Andy Bird, Pearson’s Chief Executive, said: ‘Despite the significant challenges of 2020, it is thanks to the tenacity and commitment of colleagues around the world that Pearson has delivered a solid financial performance. This year, as we recover from the impact of the pandemic, we are focused on delivering revenue and profit growth.
‘Our purpose has never been so relevant: we exist to help everyone achieve their potential through learning. I have witnessed this first-hand every day since joining Pearson, having spent time with customers, employees and other key stakeholders. I have enormous optimism in the future and our ability to unlock our potential and drive sustainable growth.
‘Pearson’s strategy is now geared around three key demand-led global market opportunities which play to all our strengths: the rise in online and digital learning; addressing the workforce skills gap; and meeting the growing demand for dependable accreditation and certification. Our existing assets, strong balance sheet, new organisational structure and priorities will enable us to seize these opportunities. As the global leader in learning, nobody else has the breadth and depth of experience, scale, expertise and relationships across the entire lifelong learning spectrum.
‘Following significant investments in technology and comprehensive restructuring, Pearson is moving at pace and ready to enter a new era as a digital-first company, focused on delivering sustainable revenue and profit growth for the benefit of all company stakeholders.’
In 2020, sales decreased by £472m in headline terms to £3,397m (2019: £3,869m) with underlying performance reducing sales by £386m, portfolio changes reducing sales by £55m and currency movements decreasing revenue by £31m.

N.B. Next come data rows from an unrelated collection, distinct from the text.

use serde::Serialize;

use super::domain::{JobRequisition, RequisitionStatus};

/// Aggregate counts over active requisitions.
#[derive(Debug, Clone, Default, PartialEq, Serialize)]
pub struct RecruitmentStats {
    pub total_requisitions: usize,
    pub pending_requisitions: usize,
    pub approved_requisitions: usize,
    pub declined_requisitions: usize,
    /// Sum of openings across approved requisitions.
    pub open_positions: u64,
    #[serde(skip_serializing_if = "Option::is_none")]
    pub average_approval_hours: Option<f64>,
}

impl RecruitmentStats {
    pub fn from_records<'a, I>(records: I) -> Self
    where
        I: IntoIterator<Item = &'a JobRequisition>,
    {
        let mut stats = Self::default();
        let mut approval_hours = Vec::new();

        for record in records.into_iter().filter(|record| record.is_active) {
            stats.total_requisitions += 1;
            match record.status {
                RequisitionStatus::InProgress => stats.pending_requisitions += 1,
                RequisitionStatus::Declined => stats.declined_requisitions += 1,
                RequisitionStatus::Approved => {
                    stats.approved_requisitions += 1;
                    stats.open_positions += u64::from(record.department_request.number_of_openings);
                    if let Some(outcome) = record.final_approval() {
                        let elapsed = outcome.approval_date - record.created_at;
                        approval_hours.push(elapsed.num_seconds() as f64 / 3600.0);
                    }
                }
            }
        }

        if !approval_hours.is_empty() {
            let total: f64 = approval_hours.iter().sum();
            stats.average_approval_hours = Some(total / approval_hours.len() as f64);
        }

        stats
    }
}
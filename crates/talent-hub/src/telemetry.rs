use crate::config::{LogFormat, TelemetryConfig};
use std::fmt;
use tracing_subscriber::filter::ParseError;
use tracing_subscriber::EnvFilter;

#[derive(Debug)]
pub enum TelemetryError {
    EnvFilter { value: String, source: ParseError },
    Subscriber(Box<dyn std::error::Error + Send + Sync>),
}

impl fmt::Display for TelemetryError {
    fn fmt(&self, f: &mut fmt::Formatter<'_>) -> fmt::Result {
        match self {
            TelemetryError::EnvFilter { value, .. } => {
                write!(f, "invalid log level/filter '{value}'")
            }
            TelemetryError::Subscriber(err) => write!(f, "unable to install subscriber: {err}"),
        }
    }
}

impl std::error::Error for TelemetryError {
    fn source(&self) -> Option<&(dyn std::error::Error + 'static)> {
        match self {
            TelemetryError::EnvFilter { source, .. } => Some(source),
            TelemetryError::Subscriber(err) => Some(&**err),
        }
    }
}

/// `RUST_LOG` wins over the configured level so operators can narrow a single module.
fn env_filter(config: &TelemetryConfig) -> Result<EnvFilter, TelemetryError> {
    match EnvFilter::try_from_default_env() {
        Ok(filter) => Ok(filter),
        Err(_) => {
            EnvFilter::try_new(&config.log_level).map_err(|source| TelemetryError::EnvFilter {
                value: config.log_level.clone(),
                source,
            })
        }
    }
}

pub fn init(config: &TelemetryConfig) -> Result<(), TelemetryError> {
    let filter = env_filter(config)?;
    let builder = tracing_subscriber::fmt()
        .with_env_filter(filter)
        .with_target(false)
        .with_ansi(false);

    match config.format {
        LogFormat::Compact => builder.compact().try_init(),
        LogFormat::Json => builder.json().try_init(),
    }
    .map_err(TelemetryError::Subscriber)
}
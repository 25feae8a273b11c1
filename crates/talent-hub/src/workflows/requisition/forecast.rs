use serde::{Deserialize, Deserializer, Serialize};
use std::fs::File;
use std::io::Read;
use std::path::Path;

/// One period of the headcount projection.
#[derive(Debug, Clone, PartialEq, Eq, Serialize, Deserialize)]
pub struct HeadcountForecast {
    pub period: String,
    pub actual: Option<u32>,
    pub forecast: u32,
    #[serde(default, skip_serializing_if = "Option::is_none")]
    pub department: Option<String>,
}

/// Source of headcount projections; the data behind it lives outside the workflow engine.
pub trait ForecastProvider: Send + Sync {
    fn forecast(&self) -> Result<Vec<HeadcountForecast>, ForecastError>;
}

#[derive(Debug, thiserror::Error)]
pub enum ForecastError {
    #[error("failed to read forecast source: {0}")]
    Io(#[from] std::io::Error),
    #[error("invalid forecast CSV data: {0}")]
    Csv(#[from] csv::Error),
    #[error("forecast provider unavailable: {0}")]
    Unavailable(String),
}

/// Serves a fixed, already-ordered series of forecast periods.
#[derive(Debug, Clone)]
pub struct StaticForecastProvider {
    entries: Vec<HeadcountForecast>,
}

impl StaticForecastProvider {
    pub fn new(entries: Vec<HeadcountForecast>) -> Self {
        Self { entries }
    }

    /// Calendar-year projection used when no forecast export is configured.
    pub fn standard() -> Self {
        const MONTHS: &[(&str, Option<u32>, u32)] = &[
            ("Jan", Some(10), 10),
            ("Feb", Some(12), 12),
            ("Mar", Some(15), 15),
            ("Apr", Some(18), 16),
            ("May", Some(22), 19),
            ("Jun", None, 23),
            ("Jul", None, 28),
            ("Aug", None, 30),
            ("Sep", None, 27),
            ("Oct", None, 24),
            ("Nov", None, 22),
            ("Dec", None, 20),
        ];

        Self::new(
            MONTHS
                .iter()
                .map(|(period, actual, forecast)| HeadcountForecast {
                    period: (*period).to_string(),
                    actual: *actual,
                    forecast: *forecast,
                    department: None,
                })
                .collect(),
        )
    }

    pub fn from_path(path: impl AsRef<Path>) -> Result<Self, ForecastError> {
        let file = File::open(path)?;
        Self::from_reader(file)
    }

    /// Reads a `period,actual,forecast,department` export, keeping row order.
    pub fn from_reader<R: Read>(reader: R) -> Result<Self, ForecastError> {
        let mut csv_reader = csv::ReaderBuilder::new()
            .trim(csv::Trim::All)
            .from_reader(reader);
        let mut entries = Vec::new();

        for row in csv_reader.deserialize::<ForecastRow>() {
            let row = row?;
            entries.push(HeadcountForecast {
                period: row.period,
                actual: row.actual,
                forecast: row.forecast,
                department: row.department,
            });
        }

        Ok(Self::new(entries))
    }
}

impl ForecastProvider for StaticForecastProvider {
    fn forecast(&self) -> Result<Vec<HeadcountForecast>, ForecastError> {
        Ok(self.entries.clone())
    }
}

#[derive(Debug, Deserialize)]
struct ForecastRow {
    period: String,
    #[serde(default, deserialize_with = "empty_as_none")]
    actual: Option<u32>,
    forecast: u32,
    #[serde(default, deserialize_with = "empty_string_as_none")]
    department: Option<String>,
}

fn empty_as_none<'de, D>(deserializer: D) -> Result<Option<u32>, D::Error>
where
    D: Deserializer<'de>,
{
    let opt = Option::<String>::deserialize(deserializer)?;
    match opt.as_deref().map(str::trim) {
        None | Some("") => Ok(None),
        Some(value) => value.parse().map(Some).map_err(serde::de::Error::custom),
    }
}

fn empty_string_as_none<'de, D>(deserializer: D) -> Result<Option<String>, D::Error>
where
    D: Deserializer<'de>,
{
    let opt = Option::<String>::deserialize(deserializer)?;
    Ok(opt.filter(|value| !value.trim().is_empty()))
}

#[cfg(test)]
mod tests {
    use super::*;
    use std::io::Cursor;

    #[test]
    fn standard_forecast_covers_calendar_year_in_order() {
        let entries = StaticForecastProvider::standard()
            .forecast()
            .expect("static forecast");
        assert_eq!(entries.len(), 12);
        assert_eq!(entries[0].period, "Jan");
        assert_eq!(entries[11].period, "Dec");
        assert_eq!(entries[4].actual, Some(22));
        assert!(entries[5].actual.is_none());
    }

    #[test]
    fn csv_forecast_keeps_row_order_and_blank_actuals() {
        let csv = "period,actual,forecast,department\n\
                   2025-Q1,14,15,Engineering\n\
                   2025-Q2,,18,\n";
        let provider =
            StaticForecastProvider::from_reader(Cursor::new(csv)).expect("csv parses");
        let entries = provider.forecast().expect("forecast");

        assert_eq!(entries.len(), 2);
        assert_eq!(entries[0].period, "2025-Q1");
        assert_eq!(entries[0].actual, Some(14));
        assert_eq!(entries[0].department.as_deref(), Some("Engineering"));
        assert_eq!(entries[1].actual, None);
        assert_eq!(entries[1].forecast, 18);
        assert!(entries[1].department.is_none());
    }

    #[test]
    fn csv_forecast_rejects_non_numeric_values() {
        let csv = "period,actual,forecast,department\nJan,ten,12,\n";
        let result = StaticForecastProvider::from_reader(Cursor::new(csv));
        assert!(matches!(result, Err(ForecastError::Csv(_))));
    }
}
pub mod requisition;
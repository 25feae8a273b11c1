//! Pure decision logic for the approval pipeline.
//!
//! `TransitionEngine::apply` never mutates its input: it either returns a complete,
//! self-consistent record image or rejects the action, leaving persistence to the caller.

use chrono::{DateTime, Utc};
use serde::{Deserialize, Serialize};
use std::fmt;

use super::domain::{
    BudgetApprovalOutcome, FinalApprovalOutcome, HrReviewOutcome, JobRequisition,
    RequisitionStatus, ReviewDecision, StageOutcome, StageType, StepStatus,
};

#[derive(Debug, Clone, Copy, PartialEq, Eq, Hash, Serialize, Deserialize)]
#[serde(rename_all = "snake_case")]
pub enum WorkflowAction {
    Submit,
    Approve,
    Decline,
    RequestInfo,
}

impl WorkflowAction {
    pub const fn label(self) -> &'static str {
        match self {
            Self::Submit => "submit",
            Self::Approve => "approve",
            Self::Decline => "decline",
            Self::RequestInfo => "request_info",
        }
    }
}

impl fmt::Display for WorkflowAction {
    fn fmt(&self, f: &mut fmt::Formatter<'_>) -> fmt::Result {
        f.write_str(self.label())
    }
}

/// An action against one workflow step, as issued by a reviewer.
#[derive(Debug, Clone, PartialEq, Eq, Serialize, Deserialize)]
pub struct ActionRequest {
    pub action: WorkflowAction,
    pub reviewer: String,
    #[serde(default)]
    pub comments: Option<String>,
}

impl ActionRequest {
    pub fn new(action: WorkflowAction, reviewer: impl Into<String>) -> Self {
        Self {
            action,
            reviewer: reviewer.into(),
            comments: None,
        }
    }

    pub fn with_comments(mut self, comments: impl Into<String>) -> Self {
        self.comments = Some(comments.into());
        self
    }
}

#[derive(Debug, Clone, PartialEq, Eq, thiserror::Error)]
pub enum TransitionError {
    #[error("workflow step {step_id} not found")]
    StepNotFound { step_id: String },
    #[error("cannot {action} step {step_id} while it is {status}")]
    InvalidTransition {
        step_id: String,
        action: WorkflowAction,
        status: StepStatus,
    },
    #[error("requisition is already {status}; {action} is not allowed")]
    AlreadyTerminal {
        status: RequisitionStatus,
        action: WorkflowAction,
    },
}

/// Stateless transition rules shared by every service instance.
#[derive(Debug, Default, Clone, Copy)]
pub struct TransitionEngine;

impl TransitionEngine {
    pub const fn new() -> Self {
        Self
    }

    pub fn apply(
        &self,
        record: &JobRequisition,
        step_id: &str,
        request: &ActionRequest,
        at: DateTime<Utc>,
    ) -> Result<JobRequisition, TransitionError> {
        let index = record
            .workflow_steps
            .iter()
            .position(|step| step.id == step_id)
            .ok_or_else(|| TransitionError::StepNotFound {
                step_id: step_id.to_string(),
            })?;

        self.guard(record, index, request.action)?;

        let mut next = record.clone();
        match request.action {
            WorkflowAction::Submit | WorkflowAction::Approve => {
                advance(&mut next, index, request, at)
            }
            WorkflowAction::Decline => decline(&mut next, index, request, at),
            WorkflowAction::RequestInfo => rewind(&mut next, index, request, at),
        }
        next.updated_at = at;

        debug_assert!(next.is_consistent(), "transition produced inconsistent record");
        Ok(next)
    }

    fn guard(
        &self,
        record: &JobRequisition,
        index: usize,
        action: WorkflowAction,
    ) -> Result<(), TransitionError> {
        let step = &record.workflow_steps[index];

        // request_info rewinds from any step, terminal records included.
        if action == WorkflowAction::RequestInfo {
            return Ok(());
        }

        if record.status.is_terminal() {
            return Err(TransitionError::AlreadyTerminal {
                status: record.status,
                action,
            });
        }

        let submit_elsewhere =
            action == WorkflowAction::Submit && step.stage != StageType::DepartmentRequest;
        if submit_elsewhere || step.status != StepStatus::Current {
            return Err(TransitionError::InvalidTransition {
                step_id: step.id.clone(),
                action,
                status: step.status,
            });
        }

        Ok(())
    }
}

fn advance(record: &mut JobRequisition, index: usize, request: &ActionRequest, at: DateTime<Utc>) {
    let stage = {
        let step = &mut record.workflow_steps[index];
        step.stamp(
            StepStatus::Approved,
            &request.reviewer,
            request.comments.as_deref(),
            at,
        );
        step.stage
    };

    if let Some(outcome) = outcome_for(stage, record, request, at) {
        record.record_outcome(outcome);
    }

    match record.workflow_steps.get_mut(index + 1) {
        Some(following) => {
            following.status = StepStatus::Current;
            record.current_step = following.stage;
            record.status = RequisitionStatus::InProgress;
        }
        None => {
            record.current_step = stage;
            record.status = RequisitionStatus::Approved;
        }
    }
}

fn outcome_for(
    stage: StageType,
    record: &JobRequisition,
    request: &ActionRequest,
    at: DateTime<Utc>,
) -> Option<StageOutcome> {
    let reviewer = request.reviewer.clone();
    let comments = request.comments.clone();

    match stage {
        StageType::DepartmentRequest => None,
        StageType::HrReview => Some(StageOutcome::HrReview(HrReviewOutcome {
            reviewer,
            decision: ReviewDecision::Approve,
            comments,
            review_date: at,
        })),
        StageType::BudgetApproval => Some(StageOutcome::BudgetApproval(BudgetApprovalOutcome {
            budget_owner: reviewer,
            approved_budget: record.department_request.salary_max,
            currency: "USD".to_string(),
            budget_period_start: None,
            budget_period_end: None,
            comments,
            approval_date: at,
        })),
        StageType::FinalApproval => Some(StageOutcome::FinalApproval(FinalApprovalOutcome {
            approver: reviewer,
            decision: ReviewDecision::Approve,
            effective_date: None,
            comments,
            approval_date: at,
        })),
    }
}

fn decline(record: &mut JobRequisition, index: usize, request: &ActionRequest, at: DateTime<Utc>) {
    let step = &mut record.workflow_steps[index];
    step.stamp(
        StepStatus::Declined,
        &request.reviewer,
        request.comments.as_deref(),
        at,
    );
    record.current_step = step.stage;
    record.status = RequisitionStatus::Declined;
}

/// Rolls the pipeline back to the department request regardless of which step asked.
/// Later stages return to pending and their outcomes are dropped, so a resubmission
/// is reviewed from scratch.
fn rewind(record: &mut JobRequisition, index: usize, request: &ActionRequest, at: DateTime<Utc>) {
    for (position, step) in record.workflow_steps.iter_mut().enumerate() {
        if position == 0 {
            step.reset(StepStatus::Current);
        } else {
            step.reset(StepStatus::Pending);
        }
    }

    let acted_on = &mut record.workflow_steps[index];
    let status = acted_on.status;
    acted_on.stamp(status, &request.reviewer, request.comments.as_deref(), at);

    record.outcomes.clear();
    record.current_step = StageType::DepartmentRequest;
    record.status = RequisitionStatus::InProgress;
}
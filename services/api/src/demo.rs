use chrono::{Duration, Utc};
use clap::Args;
use serde::Serialize;
use std::sync::Arc;
use talent_hub::error::AppError;
use talent_hub::workflows::requisition::{
    ActionRequest, DepartmentRequest, EducationLevel, ExperienceLevel, HeadcountForecast,
    InMemoryRequisitionStore, JobRequisition, JobType, LocationType, ReasonForHire,
    RecruitmentStats, RequisitionService, StaticForecastProvider, WorkflowAction,
};

type DemoService = RequisitionService<InMemoryRequisitionStore, StaticForecastProvider>;

#[derive(Args, Debug)]
pub(crate) struct DemoArgs {
    /// Department raising the sample requisitions.
    #[arg(long, default_value = "Engineering")]
    pub(crate) department: String,
    /// Openings requested by the requisition that gets approved.
    #[arg(long, default_value_t = 2)]
    pub(crate) openings: u32,
    /// Print the final records and stats as JSON instead of a readable summary.
    #[arg(long)]
    pub(crate) json: bool,
}

#[derive(Debug, Serialize)]
struct DemoSummary {
    requisitions: Vec<JobRequisition>,
    stats: RecruitmentStats,
    forecast: Vec<HeadcountForecast>,
}

pub(crate) fn run_demo(args: DemoArgs) -> Result<(), AppError> {
    let DemoArgs {
        department,
        openings,
        json,
    } = args;

    let service: DemoService = RequisitionService::new(
        Arc::new(InMemoryRequisitionStore::default()),
        Arc::new(StaticForecastProvider::standard()),
    );

    let approved = walk_approval_path(&service, &department, openings, !json)?;
    let declined = walk_decline_path(&service, &department, !json)?;
    let stats = service.stats()?;
    let forecast = service.forecast()?;

    if json {
        let summary = DemoSummary {
            requisitions: vec![approved, declined],
            stats,
            forecast,
        };
        match serde_json::to_string_pretty(&summary) {
            Ok(rendered) => println!("{rendered}"),
            Err(err) => println!("Demo summary unavailable: {err}"),
        }
        return Ok(());
    }

    render_stats(&stats);
    render_forecast(&forecast);
    Ok(())
}

fn sample_request(department: &str, job_title: &str, openings: u32) -> DepartmentRequest {
    DepartmentRequest {
        job_title: job_title.to_string(),
        department: department.to_string(),
        manager: "Jordan Lee".to_string(),
        number_of_openings: openings,
        job_type: JobType::FullTime,
        location: LocationType::Hybrid,
        skills: vec!["Rust".to_string(), "Distributed systems".to_string()],
        experience_level: ExperienceLevel::SeniorLevel,
        education_requirements: Some(EducationLevel::BachelorsDegree),
        salary_min: 140_000.0,
        salary_max: 175_000.0,
        reason_for_hire: ReasonForHire::TeamExpansion,
        start_date: Some(Utc::now() + Duration::days(45)),
        notes: None,
    }
}

fn walk_approval_path(
    service: &DemoService,
    department: &str,
    openings: u32,
    verbose: bool,
) -> Result<JobRequisition, AppError> {
    let record = service.create(
        sample_request(department, "Senior Platform Engineer", openings),
        "jordan.lee",
    )?;
    if verbose {
        println!("Approval path");
        println!(
            "  Created {} for {} ({} openings)",
            record.requisition_code,
            record.department_request.job_title,
            record.department_request.number_of_openings
        );
    }

    let actions = [
        ("step-1", WorkflowAction::Submit, "jordan.lee", None),
        (
            "step-2",
            WorkflowAction::Approve,
            "priya.hr",
            Some("Role matches the approved org plan"),
        ),
        ("step-3", WorkflowAction::Approve, "sam.finance", None),
        (
            "step-4",
            WorkflowAction::Approve,
            "alex.vp",
            Some("Go ahead"),
        ),
    ];

    let mut latest = record;
    for (step_id, action, reviewer, comments) in actions {
        let mut request = ActionRequest::new(action, reviewer);
        if let Some(comments) = comments {
            request = request.with_comments(comments);
        }
        latest = service.act(&latest.id.0, step_id, &request)?;
        if verbose {
            render_step(&latest, step_id);
        }
    }

    if verbose {
        if let Some(budget) = latest.budget_approval() {
            println!(
                "  Budget approved: {:.0} {}",
                budget.approved_budget, budget.currency
            );
        }
        println!("  Final status: {}", latest.status);
    }
    Ok(latest)
}

fn walk_decline_path(
    service: &DemoService,
    department: &str,
    verbose: bool,
) -> Result<JobRequisition, AppError> {
    let record = service.create(sample_request(department, "Data Analyst", 1), "jordan.lee")?;
    if verbose {
        println!("\nDecline path");
        println!("  Created {}", record.requisition_code);
    }

    let submitted = service.act(
        &record.id.0,
        "step-1",
        &ActionRequest::new(WorkflowAction::Submit, "jordan.lee"),
    )?;
    if verbose {
        render_step(&submitted, "step-1");
    }

    let declined = service.act(
        &record.id.0,
        "step-2",
        &ActionRequest::new(WorkflowAction::Decline, "priya.hr").with_comments("budget frozen"),
    )?;
    if verbose {
        render_step(&declined, "step-2");
        println!(
            "  Final status: {} at {}",
            declined.status, declined.current_step
        );
    }
    Ok(declined)
}

fn render_step(record: &JobRequisition, step_id: &str) {
    let Some(step) = record.step(step_id) else {
        return;
    };
    let reviewer = step.reviewer.as_deref().unwrap_or("-");
    let reviewed_at = step
        .reviewed_at
        .map(|at| at.format("%Y-%m-%d %H:%M:%S").to_string())
        .unwrap_or_else(|| "-".to_string());
    println!(
        "  {:<18} {:<9} by {:<12} at {}{}",
        step.title,
        step.status.label(),
        reviewer,
        reviewed_at,
        step.comments
            .as_deref()
            .map(|comments| format!(" ({comments})"))
            .unwrap_or_default()
    );
}

fn render_stats(stats: &RecruitmentStats) {
    println!("\nRecruitment stats");
    println!("  Total requisitions:    {}", stats.total_requisitions);
    println!("  Pending:               {}", stats.pending_requisitions);
    println!("  Approved:              {}", stats.approved_requisitions);
    println!("  Declined:              {}", stats.declined_requisitions);
    println!("  Open positions:        {}", stats.open_positions);
    match stats.average_approval_hours {
        Some(hours) => println!("  Average approval time: {hours:.2}h"),
        None => println!("  Average approval time: n/a"),
    }
}

fn render_forecast(forecast: &[HeadcountForecast]) {
    println!("\nHeadcount forecast");
    for period in forecast {
        let actual = period
            .actual
            .map(|value| value.to_string())
            .unwrap_or_else(|| "-".to_string());
        println!(
            "  {:<4} actual {:>3}  forecast {:>3}",
            period.period, actual, period.forecast
        );
    }
}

Stripping out the impact of portfolio and currency movements, revenue was down 10% in underlying terms.
Our statutory operating profit was £411m in 2020 compared to a profit of £275m in 2019. The increase in 2020 is largely due to the gain on sale of PRH and the reduction in restructuring costs, which were more than enough to offset the impact of COVID-19 and portfolio changes on trading profits.
Net debt to adjusted EBITDA was 0.8x (2019: 1.3x). Net debt reduced from £1,016m in 2019 to £463m at the end of 2020. Excluding leases, net debt reduced from £374m in 2019 to net cash of £159m in 2020.